発見した女性が腕に乗せて撮影したシロマダラ(滋賀県彦根市石寺町)

発見した女性が腕に乗せて撮影したシロマダラ(滋賀県彦根市石寺町)

 滋賀県のレッドデータブックで「要注目種」に指定されている珍しいヘビ「シロマダラ」が、彦根市の荒神山麓で見つかった。発見した女性は「以前も見かけたことがある。自然が豊かな地域なのですみやすいのでは」と推測している。

 9月23日正午ごろ、京都エアースポーツ(京都市)が運営する同市石寺町の荒神山ハンググライダー着陸場で、インストラクターの女性(38)が装備を載せる布マットの下にシロマダラがいるのを見つけた。

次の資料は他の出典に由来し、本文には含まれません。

pub mod commission;
pub mod repository;
pub mod transaction;

pub use commission::CommissionSplit;
pub use repository::{LedgerError, LedgerRepository};
pub use transaction::{Transaction, TransactionStatus, TransactionType};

 体長20~25センチ。生後数カ月の幼蛇とみられ、原っぱでとぐろを巻き、暴れる様子はなかったという。毒はなく、琵琶湖博物館の金尾滋史学芸員は「県内に薄く広く分布しているが、夜行性のため普段は岩陰などに隠れ、目にすることは少ない」とする。

 女性は発見後すぐ、着陸場の隅に運んで野に放った。「珍しいというが、ここで見たのは3度目。周囲は自然や田畑が広がり、生き物に優しい環境が理由かも」と話した。